(Source data begins)

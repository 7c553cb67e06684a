use std::time::Duration;

use reqwest::{Client, Response};
use url::Url;

use crate::config::Settings;
use crate::error::CrawlError;

pub fn build_client(settings: &Settings) -> Result<Client, CrawlError> {
    let client = Client::builder()
        .user_agent(&settings.user_agent)
        .timeout(Duration::from_secs(settings.timeout_secs))
        .connect_timeout(Duration::from_secs(settings.connect_timeout_secs))
        .build()?;
    Ok(client)
}

/// GET `url` and fail on any non-2xx status.
pub async fn get(client: &Client, url: &str) -> Result<Response, CrawlError> {
    let response = client.get(url).send().await?;
    let status = response.status();
    if !status.is_success() {
        return Err(CrawlError::Status {
            url: url.to_string(),
            status: status.as_u16(),
        });
    }
    Ok(response)
}

pub async fn fetch_html(client: &Client, url: &str) -> Result<String, CrawlError> {
    Ok(get(client, url).await?.text().await?)
}

/// Site uses `\` in some paths; treat it as `/`.
pub fn normalize_path(path: &str) -> String {
    path.replace('\\', "/")
}

/// Resolve `href` against `base`. Absolute hrefs pass through unchanged.
pub fn resolve(base: &str, href: &str) -> Result<String, CrawlError> {
    let href = normalize_path(href.trim());
    let base = Url::parse(base).map_err(|source| CrawlError::InvalidUrl {
        url: base.to_string(),
        source,
    })?;
    let joined = base.join(&href).map_err(|source| CrawlError::InvalidUrl {
        url: href.clone(),
        source,
    })?;
    Ok(joined.into())
}

/// Scheme and host of `url`, e.g. `https://site.example/`.
pub fn site_root(url: &str) -> Result<String, CrawlError> {
    let parsed = Url::parse(url).map_err(|source| CrawlError::InvalidUrl {
        url: url.to_string(),
        source,
    })?;
    Ok(parsed.join("/").map(String::from).unwrap_or_else(|_| url.to_string()))
}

(Source data ends)

§ Directions for this task:
After reading the listing, copy it out exactly and in full.

§ Task answer:
repository 7c553cb67e06684a
use std::time::Duration;

use reqwest::{Client, Response};
use url::Url;

use crate::config::Settings;
use crate::error::CrawlError;

pub fn build_client(settings: &Settings) -> Result<Client, CrawlError> {
    let client = Client::builder()
        .user_agent(&settings.user_agent)
        .timeout(Duration::from_secs(settings.timeout_secs))
        .connect_timeout(Duration::from_secs(settings.connect_timeout_secs))
        .build()?;
    Ok(client)
}

/// GET `url` and fail on any non-2xx status.
pub async fn get(client: &Client, url: &str) -> Result<Response, CrawlError> {
    let response = client.get(url).send().await?;
    let status = response.status();
    if !status.is_success() {
        return Err(CrawlError::Status {
            url: url.to_string(),
            status: status.as_u16(),
        });
    }
    Ok(response)
}

pub async fn fetch_html(client: &Client, url: &str) -> Result<String, CrawlError> {
    Ok(get(client, url).await?.text().await?)
}

/// Site uses `\` in some paths; treat it as `/`.
pub fn normalize_path(path: &str) -> String {
    path.replace('\\', "/")
}

/// Resolve `href` against `base`. Absolute hrefs pass through unchanged.
pub fn resolve(base: &str, href: &str) -> Result<String, CrawlError> {
    let href = normalize_path(href.trim());
    let base = Url::parse(base).map_err(|source| CrawlError::InvalidUrl {
        url: base.to_string(),
        source,
    })?;
    let joined = base.join(&href).map_err(|source| CrawlError::InvalidUrl {
        url: href.clone(),
        source,
    })?;
    Ok(joined.into())
}

/// Scheme and host of `url`, e.g. `https://site.example/`.
pub fn site_root(url: &str) -> Result<String, CrawlError> {
    let parsed = Url::parse(url).map_err(|source| CrawlError::InvalidUrl {
        url: url.to_string(),
        source,
    })?;
    Ok(parsed.join("/").map(String::from).unwrap_or_else(|_| url.to_string()))
}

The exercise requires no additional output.